*DIRECTIONS*. Beginning with the line that holds "filename wire/src/lib.rs" in the data below, give again every line through the one that holds "a hub channel.", exactly as written.

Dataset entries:
^^^^^^^^^^^^^^^^
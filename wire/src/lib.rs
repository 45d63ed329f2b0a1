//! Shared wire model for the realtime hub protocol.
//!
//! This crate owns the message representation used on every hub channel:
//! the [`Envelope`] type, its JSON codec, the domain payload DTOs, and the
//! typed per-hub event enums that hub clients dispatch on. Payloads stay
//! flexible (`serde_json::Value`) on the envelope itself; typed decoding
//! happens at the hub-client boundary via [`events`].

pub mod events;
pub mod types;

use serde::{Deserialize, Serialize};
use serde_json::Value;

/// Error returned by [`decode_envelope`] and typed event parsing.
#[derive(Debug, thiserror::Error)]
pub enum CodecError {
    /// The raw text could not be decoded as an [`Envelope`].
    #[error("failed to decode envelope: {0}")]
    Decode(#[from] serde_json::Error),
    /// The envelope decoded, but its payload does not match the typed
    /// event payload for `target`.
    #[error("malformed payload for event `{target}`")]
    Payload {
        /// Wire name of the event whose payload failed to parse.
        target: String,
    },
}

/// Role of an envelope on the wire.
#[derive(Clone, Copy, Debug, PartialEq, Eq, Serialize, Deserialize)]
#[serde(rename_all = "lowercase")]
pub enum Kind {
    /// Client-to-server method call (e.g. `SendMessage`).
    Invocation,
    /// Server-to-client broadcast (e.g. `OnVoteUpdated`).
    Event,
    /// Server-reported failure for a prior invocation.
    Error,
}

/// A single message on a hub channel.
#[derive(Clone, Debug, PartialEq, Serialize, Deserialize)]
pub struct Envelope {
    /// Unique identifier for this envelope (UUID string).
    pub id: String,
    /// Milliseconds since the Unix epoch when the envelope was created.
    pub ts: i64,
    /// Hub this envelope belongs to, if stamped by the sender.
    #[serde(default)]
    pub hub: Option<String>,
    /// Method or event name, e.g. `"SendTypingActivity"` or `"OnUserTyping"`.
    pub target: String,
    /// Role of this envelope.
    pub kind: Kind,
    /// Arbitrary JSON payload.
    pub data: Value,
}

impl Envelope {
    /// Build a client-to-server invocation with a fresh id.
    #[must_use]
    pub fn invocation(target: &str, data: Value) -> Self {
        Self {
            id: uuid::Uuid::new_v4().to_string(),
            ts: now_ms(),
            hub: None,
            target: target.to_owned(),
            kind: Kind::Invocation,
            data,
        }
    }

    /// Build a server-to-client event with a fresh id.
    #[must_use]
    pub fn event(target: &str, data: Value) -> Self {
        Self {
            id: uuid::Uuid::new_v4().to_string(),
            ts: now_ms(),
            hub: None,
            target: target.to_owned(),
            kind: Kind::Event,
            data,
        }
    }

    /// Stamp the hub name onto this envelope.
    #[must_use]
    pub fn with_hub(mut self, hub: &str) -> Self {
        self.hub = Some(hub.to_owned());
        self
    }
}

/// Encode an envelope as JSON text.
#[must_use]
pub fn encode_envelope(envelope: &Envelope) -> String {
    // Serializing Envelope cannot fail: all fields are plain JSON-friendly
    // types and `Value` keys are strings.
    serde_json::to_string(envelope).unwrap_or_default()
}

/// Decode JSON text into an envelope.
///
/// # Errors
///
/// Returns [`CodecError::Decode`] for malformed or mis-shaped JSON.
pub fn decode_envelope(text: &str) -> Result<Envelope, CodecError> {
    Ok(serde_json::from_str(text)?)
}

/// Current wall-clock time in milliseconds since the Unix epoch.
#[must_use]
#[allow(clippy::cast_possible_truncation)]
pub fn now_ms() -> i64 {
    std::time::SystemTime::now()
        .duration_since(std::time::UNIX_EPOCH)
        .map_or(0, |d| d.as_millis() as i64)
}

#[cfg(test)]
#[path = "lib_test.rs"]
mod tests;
^^^^^^^^^^^^^^^^
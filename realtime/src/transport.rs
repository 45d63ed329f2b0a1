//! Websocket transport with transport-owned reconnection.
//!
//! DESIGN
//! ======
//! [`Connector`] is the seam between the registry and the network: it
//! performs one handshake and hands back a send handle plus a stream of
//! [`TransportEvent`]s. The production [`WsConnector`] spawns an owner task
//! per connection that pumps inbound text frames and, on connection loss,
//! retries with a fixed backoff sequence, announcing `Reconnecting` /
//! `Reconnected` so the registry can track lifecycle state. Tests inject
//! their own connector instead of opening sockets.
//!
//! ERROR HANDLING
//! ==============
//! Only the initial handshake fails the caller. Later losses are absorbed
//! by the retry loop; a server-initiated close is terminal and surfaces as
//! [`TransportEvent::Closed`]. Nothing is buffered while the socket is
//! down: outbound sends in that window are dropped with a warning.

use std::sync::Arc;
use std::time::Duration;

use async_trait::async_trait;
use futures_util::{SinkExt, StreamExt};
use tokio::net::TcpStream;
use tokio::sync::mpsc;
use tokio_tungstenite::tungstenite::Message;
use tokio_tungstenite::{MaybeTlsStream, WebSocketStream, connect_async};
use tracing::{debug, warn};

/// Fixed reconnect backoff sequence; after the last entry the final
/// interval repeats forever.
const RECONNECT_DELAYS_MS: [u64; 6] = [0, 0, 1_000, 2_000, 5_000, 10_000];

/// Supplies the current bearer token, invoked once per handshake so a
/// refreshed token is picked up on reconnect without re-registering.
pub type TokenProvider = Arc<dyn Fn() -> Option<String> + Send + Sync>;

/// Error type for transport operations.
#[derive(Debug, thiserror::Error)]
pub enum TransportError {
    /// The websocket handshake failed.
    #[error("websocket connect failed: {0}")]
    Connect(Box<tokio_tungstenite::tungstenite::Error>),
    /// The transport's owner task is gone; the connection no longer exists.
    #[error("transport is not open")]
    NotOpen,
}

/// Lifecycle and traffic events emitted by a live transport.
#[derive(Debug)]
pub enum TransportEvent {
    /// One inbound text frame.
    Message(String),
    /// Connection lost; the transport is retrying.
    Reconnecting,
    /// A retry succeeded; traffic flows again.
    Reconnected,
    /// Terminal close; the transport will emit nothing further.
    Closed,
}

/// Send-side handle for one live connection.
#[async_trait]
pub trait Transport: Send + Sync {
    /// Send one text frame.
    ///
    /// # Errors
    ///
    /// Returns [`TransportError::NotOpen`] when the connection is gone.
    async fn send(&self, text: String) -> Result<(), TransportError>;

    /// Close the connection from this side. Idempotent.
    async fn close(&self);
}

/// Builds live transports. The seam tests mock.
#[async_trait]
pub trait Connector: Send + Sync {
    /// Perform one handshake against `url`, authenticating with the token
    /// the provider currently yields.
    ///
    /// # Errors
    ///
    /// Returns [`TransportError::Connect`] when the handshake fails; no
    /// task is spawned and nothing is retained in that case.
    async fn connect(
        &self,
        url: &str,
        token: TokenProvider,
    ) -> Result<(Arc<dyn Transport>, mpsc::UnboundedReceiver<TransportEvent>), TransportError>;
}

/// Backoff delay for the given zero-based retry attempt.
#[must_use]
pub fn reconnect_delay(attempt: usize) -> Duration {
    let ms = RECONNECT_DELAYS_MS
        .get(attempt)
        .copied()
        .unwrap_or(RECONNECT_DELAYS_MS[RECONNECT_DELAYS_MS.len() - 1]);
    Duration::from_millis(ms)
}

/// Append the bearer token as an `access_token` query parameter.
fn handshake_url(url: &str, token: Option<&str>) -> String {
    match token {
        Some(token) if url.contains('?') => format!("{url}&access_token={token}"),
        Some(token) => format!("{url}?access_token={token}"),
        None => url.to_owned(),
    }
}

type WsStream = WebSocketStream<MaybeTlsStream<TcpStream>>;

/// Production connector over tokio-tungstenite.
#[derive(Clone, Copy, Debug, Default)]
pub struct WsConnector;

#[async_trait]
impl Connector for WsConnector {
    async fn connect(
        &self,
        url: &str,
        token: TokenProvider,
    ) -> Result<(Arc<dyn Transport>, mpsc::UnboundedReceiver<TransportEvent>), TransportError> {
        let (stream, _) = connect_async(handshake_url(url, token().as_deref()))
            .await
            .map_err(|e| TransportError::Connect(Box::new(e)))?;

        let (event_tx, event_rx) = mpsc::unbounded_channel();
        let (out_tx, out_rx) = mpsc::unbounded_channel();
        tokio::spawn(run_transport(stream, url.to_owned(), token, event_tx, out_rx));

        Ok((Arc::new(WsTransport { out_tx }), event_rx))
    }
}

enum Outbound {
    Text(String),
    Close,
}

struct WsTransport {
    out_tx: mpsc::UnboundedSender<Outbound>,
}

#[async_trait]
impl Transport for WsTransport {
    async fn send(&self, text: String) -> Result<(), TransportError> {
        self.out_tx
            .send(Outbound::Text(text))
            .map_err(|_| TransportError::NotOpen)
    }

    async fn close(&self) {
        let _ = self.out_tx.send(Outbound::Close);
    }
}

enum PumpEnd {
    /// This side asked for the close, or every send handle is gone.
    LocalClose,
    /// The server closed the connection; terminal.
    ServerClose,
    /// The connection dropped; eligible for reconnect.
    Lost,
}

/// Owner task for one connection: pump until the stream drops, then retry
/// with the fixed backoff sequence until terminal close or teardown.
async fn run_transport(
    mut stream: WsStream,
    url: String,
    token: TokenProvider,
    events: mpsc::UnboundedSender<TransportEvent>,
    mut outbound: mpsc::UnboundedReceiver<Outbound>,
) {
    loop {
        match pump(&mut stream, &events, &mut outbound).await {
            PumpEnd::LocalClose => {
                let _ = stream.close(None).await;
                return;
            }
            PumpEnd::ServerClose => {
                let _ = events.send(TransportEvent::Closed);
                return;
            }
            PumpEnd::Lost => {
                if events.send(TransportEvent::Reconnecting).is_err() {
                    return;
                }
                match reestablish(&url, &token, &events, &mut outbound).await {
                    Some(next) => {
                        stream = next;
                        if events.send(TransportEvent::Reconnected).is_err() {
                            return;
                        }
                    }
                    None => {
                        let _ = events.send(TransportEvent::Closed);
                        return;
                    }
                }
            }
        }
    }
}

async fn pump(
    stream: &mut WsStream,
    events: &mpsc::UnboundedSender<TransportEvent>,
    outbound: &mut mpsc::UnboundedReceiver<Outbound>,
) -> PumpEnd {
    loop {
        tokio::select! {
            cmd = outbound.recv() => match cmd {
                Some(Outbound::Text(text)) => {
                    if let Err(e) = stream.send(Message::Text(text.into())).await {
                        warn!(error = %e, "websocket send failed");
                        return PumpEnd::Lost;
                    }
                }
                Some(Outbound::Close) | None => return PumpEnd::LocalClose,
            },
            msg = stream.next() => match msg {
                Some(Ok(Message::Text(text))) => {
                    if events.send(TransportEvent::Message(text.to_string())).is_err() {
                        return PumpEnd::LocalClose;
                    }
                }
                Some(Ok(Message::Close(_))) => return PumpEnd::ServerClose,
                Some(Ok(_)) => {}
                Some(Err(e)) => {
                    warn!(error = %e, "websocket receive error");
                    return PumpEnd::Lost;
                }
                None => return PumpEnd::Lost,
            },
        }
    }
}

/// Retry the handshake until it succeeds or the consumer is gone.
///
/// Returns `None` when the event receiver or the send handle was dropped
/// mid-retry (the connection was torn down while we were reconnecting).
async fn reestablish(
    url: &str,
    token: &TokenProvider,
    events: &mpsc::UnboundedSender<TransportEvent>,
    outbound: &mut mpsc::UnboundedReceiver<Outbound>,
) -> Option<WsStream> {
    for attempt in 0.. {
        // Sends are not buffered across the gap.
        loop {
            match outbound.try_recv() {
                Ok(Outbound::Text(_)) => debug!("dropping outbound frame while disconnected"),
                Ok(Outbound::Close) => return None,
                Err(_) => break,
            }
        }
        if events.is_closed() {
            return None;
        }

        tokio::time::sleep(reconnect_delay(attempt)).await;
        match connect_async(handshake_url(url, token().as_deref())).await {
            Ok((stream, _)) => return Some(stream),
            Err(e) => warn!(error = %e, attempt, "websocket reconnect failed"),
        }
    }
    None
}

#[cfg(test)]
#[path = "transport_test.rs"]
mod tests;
^^^^^^^^^^^^^^^^
*ANSWER TO THE EXERCISE*.
filename wire/src/lib.rs
repository 45d63ed329f2b0a1
//! Shared wire model for the realtime hub protocol.
//!
//! This crate owns the message representation used on every hub channel:
//! the [`Envelope`] type, its JSON codec, the domain payload DTOs, and the
//! typed per-hub event enums that hub clients dispatch on. Payloads stay
//! flexible (`serde_json::Value`) on the envelope itself; typed decoding
//! happens at the hub-client boundary via [`events`].

pub mod events;
pub mod types;

use serde::{Deserialize, Serialize};
use serde_json::Value;

/// Error returned by [`decode_envelope`] and typed event parsing.
#[derive(Debug, thiserror::Error)]
pub enum CodecError {
    /// The raw text could not be decoded as an [`Envelope`].
    #[error("failed to decode envelope: {0}")]
    Decode(#[from] serde_json::Error),
    /// The envelope decoded, but its payload does not match the typed
    /// event payload for `target`.
    #[error("malformed payload for event `{target}`")]
    Payload {
        /// Wire name of the event whose payload failed to parse.
        target: String,
    },
}

/// Role of an envelope on the wire.
#[derive(Clone, Copy, Debug, PartialEq, Eq, Serialize, Deserialize)]
#[serde(rename_all = "lowercase")]
pub enum Kind {
    /// Client-to-server method call (e.g. `SendMessage`).
    Invocation,
    /// Server-to-client broadcast (e.g. `OnVoteUpdated`).
    Event,
    /// Server-reported failure for a prior invocation.
    Error,
}

/// A single message on a hub channel.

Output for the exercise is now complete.